In Chinese, 天津 (Tiān Jīn), meaning Celestial Ford, refers to an asterism consisting of Deneb, Gamma Cygni, Delta Cygni, 30 Cygni, Nu Cygni, Tau Cygni, Upsilon Cygni, Zeta Cygni and Epsilon Cygni. Consequently, the Chinese name for Deneb itself is 天津四 (Tiān Jīn sì, the Fourth Star of the Celestial Ford).

In the Chinese love story of Qi Xi, Deneb marks the magpie bridge across the Milky Way, which allows the separated lovers Niu Lang (Altair) and Zhi Nü (Vega) to be reunited on one special night of the year in late summer. In other versions of the story, Deneb is a fairy who acts as chaperone when the lovers meet.

===Namesakes===
USS Arided was a United States Navy Crater-class cargo ship named after the star. SS Deneb was an Italian merchant vessel that bore this name from 1951 until she was scrapped in 1966.

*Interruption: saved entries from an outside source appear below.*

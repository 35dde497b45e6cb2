use std::ops::Range;

use chrono::{DateTime, Duration, Utc};

pub const SLOT_MINUTES: i64 = 30;

const SECS_PER_HOUR: f64 = 60. * 60.;
const SECS_PER_MIN: f64 = 60.;

pub trait DurationExt {
    fn num_hours_f64(&self) -> f64;
    fn num_minutes_f64(&self) -> f64;
}

impl DurationExt for Duration {
    fn num_hours_f64(&self) -> f64 {
        self.num_seconds() as f64 / SECS_PER_HOUR
    }

    fn num_minutes_f64(&self) -> f64 {
        self.num_seconds() as f64 / SECS_PER_MIN
    }
}

/// Fixed half-hour slot grid covering the planning horizon.
#[derive(Clone, Debug, PartialEq)]
pub struct SlotGrid {
    start: DateTime<Utc>,
    len: usize,
}

impl SlotGrid {
    pub fn new(start: DateTime<Utc>, horizon_hours: i64) -> Self {
        Self {
            start,
            len: (horizon_hours * 60 / SLOT_MINUTES).max(0) as usize,
        }
    }

    pub fn start(&self) -> DateTime<Utc> {
        self.start
    }

    pub fn end(&self) -> DateTime<Utc> {
        self.start + Duration::minutes(SLOT_MINUTES * self.len as i64)
    }

    pub fn len(&self) -> usize {
        self.len
    }

    pub fn is_empty(&self) -> bool {
        self.len == 0
    }

    /// Slot length as a fraction of an hour, for kW ↔ kWh conversion.
    pub fn slot_hours(&self) -> f64 {
        SLOT_MINUTES as f64 / 60.0
    }

    pub fn slot_start(&self, index: usize) -> DateTime<Utc> {
        self.start + Duration::minutes(SLOT_MINUTES * index as i64)
    }

    pub fn slot_range(&self, index: usize) -> Range<DateTime<Utc>> {
        self.slot_start(index)..self.slot_start(index + 1)
    }

    /// Index of the slot containing `time`, if inside the horizon.
    pub fn slot_of(&self, time: DateTime<Utc>) -> Option<usize> {
        if time < self.start || time >= self.end() {
            return None;
        }
        Some(((time - self.start).num_minutes() / SLOT_MINUTES) as usize)
    }

    pub fn iter(&self) -> impl Iterator<Item = (usize, Range<DateTime<Utc>>)> + '_ {
        (0..self.len).map(move |i| (i, self.slot_range(i)))
    }
}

Deneb also lends its name to the Deneb Ceph cluster, a large-scale shared storage system operated by the STFC, providing approximately 5 PB of erasure-coded storage for scientific computing workloads.

In 2024 Impulse Space, founded by Tom Mueller, announced the development of a 15,000 lbf (67kN) oxidizer-rich staged combustion rocket engine named Deneb after the star, for use on the Helios orbital transfer vehicle.